Part two, “Bi-Culturalism: African Culture and European Culture,” includes four essays on the place of heritage languages in the Cameroonian and Ontario school systems, visions for multilingual education in Côte d’Ivoire, translanguaging in indigenous Kenyan languages, and improving the quality of education in Africa using African languages for teaching.

Part three, “Multilingualism / Language Equity,” includes four essays on the urgent need for reorientation with regards to multilingual education advocacy in Africa, multilingual teachers for the multilingual classroom, multilingual glossaries for teaching and learning, and multilingual education for improved foreign language acquisition.

Part four, “Bilingual Education: Mother Tongue / French; Mother Tongue / English,” includes five essays on the need for bilingual education for the promotion of regional integration of communities in the eastern part of the Democratic Republic of Congo, bilingual schools as a social project, the power of multiliteracy in The Gambia and Ghana, the challenges and relevance of tone didactics, and Fulfulde-French bilingual education.

The book has received praise from various scholars and educators, including Zahra Kamil Ali, Permanent Representative of the International Organization of La Francophonie for the Americas, who notes the strength of the book’s approach in different linguistic contexts. Maya Angela Smith, Associate Professor at the University of Washington, praises the book for prioritizing the lived experiences of multilingual students and providing valuable models for the rest of the world. Teboho Moja, Professor at New York University and the University of the Western Cape, highlights the book’s evidence that children underperform in schools not because they lack the ability to learn, but because they struggle with the languages used in school.

A Bilingual Revolution for Africa provides a positive and constructive vision for the future of bilingual education in Africa. It challenges the myths and obstacles that have retarded the development of dual-language education and offers a means to achieve economic growth and develop human capital within Africa’s multilingual environments. This book is a must-read for anyone interested in the power of language and its impact on human development.
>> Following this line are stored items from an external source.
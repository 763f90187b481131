//! Content classification by extension.

use serde::{Deserialize, Serialize};

use super::path::extension_of;

/// How a module's contents should be treated by the toolchain.
#[derive(Debug, Clone, Copy, PartialEq, Eq, Hash, Default, Serialize, Deserialize)]
pub enum ContentKind {
    /// JavaScript or TypeScript without JSX.
    #[default]
    #[serde(rename = "js")]
    Script,
    /// JavaScript or TypeScript with JSX.
    #[serde(rename = "jsx")]
    ScriptJsx,
    /// Stylesheets.
    #[serde(rename = "css")]
    Style,
    /// Structured data (JSON).
    #[serde(rename = "json")]
    Data,
    /// Plain text, imported as a string.
    #[serde(rename = "text")]
    Text,
    /// Opaque bytes.
    #[serde(rename = "binary")]
    Binary,
}

impl ContentKind {
    /// Loader tag handed to the toolchain.
    #[must_use]
    pub fn as_str(&self) -> &'static str {
        match self {
            Self::Script => "js",
            Self::ScriptJsx => "jsx",
            Self::Style => "css",
            Self::Data => "json",
            Self::Text => "text",
            Self::Binary => "binary",
        }
    }

    /// Whether contents of this kind are expected to be UTF-8.
    #[must_use]
    pub fn is_textual(&self) -> bool {
        !matches!(self, Self::Binary)
    }
}

impl std::fmt::Display for ContentKind {
    fn fmt(&self, f: &mut std::fmt::Formatter<'_>) -> std::fmt::Result {
        f.write_str(self.as_str())
    }
}

const KIND_TABLE: &[(&str, ContentKind)] = &[
    (".js", ContentKind::Script),
    (".mjs", ContentKind::Script),
    (".cjs", ContentKind::Script),
    (".ts", ContentKind::Script),
    (".mts", ContentKind::Script),
    (".cts", ContentKind::Script),
    (".jsx", ContentKind::ScriptJsx),
    (".tsx", ContentKind::ScriptJsx),
    (".css", ContentKind::Style),
    (".scss", ContentKind::Style),
    (".sass", ContentKind::Style),
    (".less", ContentKind::Style),
    (".json", ContentKind::Data),
    (".jsonc", ContentKind::Data),
    (".map", ContentKind::Data),
    (".txt", ContentKind::Text),
    (".md", ContentKind::Text),
    (".html", ContentKind::Text),
    (".htm", ContentKind::Text),
    (".svg", ContentKind::Text),
    (".csv", ContentKind::Text),
    (".png", ContentKind::Binary),
    (".jpg", ContentKind::Binary),
    (".jpeg", ContentKind::Binary),
    (".gif", ContentKind::Binary),
    (".webp", ContentKind::Binary),
    (".avif", ContentKind::Binary),
    (".ico", ContentKind::Binary),
    (".woff", ContentKind::Binary),
    (".woff2", ContentKind::Binary),
    (".ttf", ContentKind::Binary),
    (".otf", ContentKind::Binary),
    (".eot", ContentKind::Binary),
    (".wasm", ContentKind::Binary),
    (".mp3", ContentKind::Binary),
    (".mp4", ContentKind::Binary),
    (".webm", ContentKind::Binary),
    (".pdf", ContentKind::Binary),
    (".zip", ContentKind::Binary),
];

/// Classify a path by its extension. Unknown extensions are scripts.
#[must_use]
pub fn content_kind_of(path: &str) -> ContentKind {
    let ext = extension_of(path).to_ascii_lowercase();
    KIND_TABLE
        .iter()
        .find(|(e, _)| *e == ext)
        .map_or(ContentKind::Script, |(_, kind)| *kind)
}
//! `esresolve resolve` command implementation.
//!
//! Resolves one specifier against a project and prints where it lands.

use std::path::PathBuf;

use esresolve_core::{Error, ResolvedModule};
use miette::{IntoDiagnostic, Result};
use serde::Serialize;

use super::ErrorJson;
use crate::project::Project;

/// Resolve command action.
#[derive(Debug, Clone)]
pub struct ResolveAction {
    pub specifier: String,
    /// Importing module; `None` resolves as an entry point.
    pub from: Option<String>,
    pub project: PathBuf,
    pub http: bool,
}

#[derive(Serialize)]
struct ResolveResultJson {
    ok: bool,
    specifier: String,
    #[serde(skip_serializing_if = "Option::is_none")]
    importer: Option<String>,
    #[serde(skip_serializing_if = "Option::is_none")]
    resolved: Option<ResolvedModule>,
    #[serde(skip_serializing_if = "Option::is_none")]
    error: Option<ErrorJson>,
}

pub async fn run(action: ResolveAction, json: bool) -> Result<()> {
    let result = resolve(&action).await;

    if json {
        let (resolved, error) = match &result {
            Ok(module) => (Some(module.clone()), None),
            Err(err) => (None, Some(ErrorJson::from_error(err))),
        };
        let out = ResolveResultJson {
            ok: result.is_ok(),
            specifier: action.specifier.clone(),
            importer: action.from.clone(),
            resolved,
            error,
        };
        println!("{}", serde_json::to_string(&out).into_diagnostic()?);
    } else {
        match &result {
            Ok(module) if module.external => println!("{} (external)", module.path),
            Ok(module) => println!("{} [{}]", module.path, module.namespace),
            Err(err) => eprintln!("error[{}]: {err}", err.code()),
        }
    }

    if result.is_err() {
        std::process::exit(1);
    }
    Ok(())
}

async fn resolve(action: &ResolveAction) -> Result<ResolvedModule, Error> {
    let project = Project::load(&action.project)?;
    let (driver, _) = project.into_driver(action.http)?;
    driver
        .resolve_specifier(&action.specifier, action.from.as_deref())
        .await
}
//! Remote fetching for HTTP(S) modules.

use bytes::Bytes;
use futures::future::BoxFuture;
use futures::FutureExt;
use thiserror::Error;
use tracing::debug;

/// Fetch failures.
#[derive(Error, Debug)]
pub enum FetchError {
    #[error("Request to {url} failed: {source}")]
    Request {
        url: String,
        #[source]
        source: reqwest::Error,
    },

    #[error("Request to {url} returned HTTP {status}")]
    Status { url: String, status: u16 },
}

/// Source of remote module bodies.
pub trait Fetcher: Send + Sync {
    fn fetch<'a>(&'a self, url: &'a str) -> BoxFuture<'a, Result<Bytes, FetchError>>;
}

/// [`Fetcher`] backed by a `reqwest` client.
#[derive(Debug, Clone, Default)]
pub struct HttpFetcher {
    client: reqwest::Client,
}

impl HttpFetcher {
    #[must_use]
    pub fn new() -> Self {
        Self::default()
    }

    /// Use a preconfigured client (timeouts, proxies, headers).
    #[must_use]
    pub fn with_client(client: reqwest::Client) -> Self {
        Self { client }
    }
}

impl Fetcher for HttpFetcher {
    fn fetch<'a>(&'a self, url: &'a str) -> BoxFuture<'a, Result<Bytes, FetchError>> {
        async move {
            debug!(url, "fetching remote module");
            let request_failed = |source| FetchError::Request {
                url: url.to_string(),
                source,
            };
            let response = self.client.get(url).send().await.map_err(request_failed)?;
            let status = response.status();
            if !status.is_success() {
                return Err(FetchError::Status {
                    url: url.to_string(),
                    status: status.as_u16(),
                });
            }
            let body = response.bytes().await.map_err(request_failed)?;
            debug!(url, size = body.len(), "fetched remote module");
            Ok(body)
        }
        .boxed()
    }
}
Congratulations to the authors: Agnès Ndiaye Tounkara, Ayé C. Hager-M’Boua, Ama E. Flora M’Baye & Pascaline A. Kouamé, Mbacké Diagne, Djeneba D. Bagayoko, Carole Fleuret & Julia E. Ndibnu-Messina, Michelle L. Solorio, Brenda A. Wawire, Maria J. Aaron, Daniel N. Obah, Pierre de Galbert & Cornelius Wambi Gulere, Feziwe Shoba & Koliswa Moropa, Tony V. Muzau, Félicien M. Maisha, Thomas Bearth et al., Ari Sherris & Joy K. Peyton, Venance Tokpa, and Djibrila Tetereou.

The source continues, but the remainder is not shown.